Stored data entries:

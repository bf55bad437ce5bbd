//! Runner errors

use thiserror::Error;

#[derive(Error, Debug)]
pub enum RunnerError {
    #[error("Strategy error: {0}")]
    Strategy(#[from] confluence_strategy::Error),

    #[error("Failed to read {path}: {error}")]
    Io { path: String, error: String },

    #[error("Failed to parse market data: {0}")]
    Parse(String),

    #[error("Invalid timestamp '{0}'")]
    InvalidTimestamp(String),

    #[error("Market data contains no bars")]
    NoMarketData,
}

pub type Result<T> = std::result::Result<T, RunnerError>;
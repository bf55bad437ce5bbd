use confluence_core::{AllocationVector, Timestamp};

/// Port for the consumer of target allocations (the execution harness)
///
/// The sink takes ownership of the vector; the engine keeps no copy.
pub trait AllocationSink {
    fn submit(&mut self, as_of: Timestamp, allocation: AllocationVector);
}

PROMPT | Copy the data exactly as it was presented.

WRITTEN ANSWER |
repository bf55bad437ce5bbd
//! Runner errors

use thiserror::Error;

#[derive(Error, Debug)]
pub enum RunnerError {
    #[error("Strategy error: {0}")]
    Strategy(#[from] confluence_strategy::Error),

    #[error("Failed to read {path}: {error}")]
    Io { path: String, error: String },

    #[error("Failed to parse market data: {0}")]
    Parse(String),

    #[error("Invalid timestamp '{0}'")]
    InvalidTimestamp(String),

    #[error("Market data contains no bars")]
    NoMarketData,
}

pub type Result<T> = std::result::Result<T, RunnerError>;
repository bf55bad437ce5bbd
use confluence_core::{AllocationVector, Timestamp};

/// Port for the consumer of target allocations (the execution harness)
///
/// The sink takes ownership of the vector; the engine keeps no copy.
pub trait AllocationSink {
    fn submit(&mut self, as_of: Timestamp, allocation: AllocationVector);
}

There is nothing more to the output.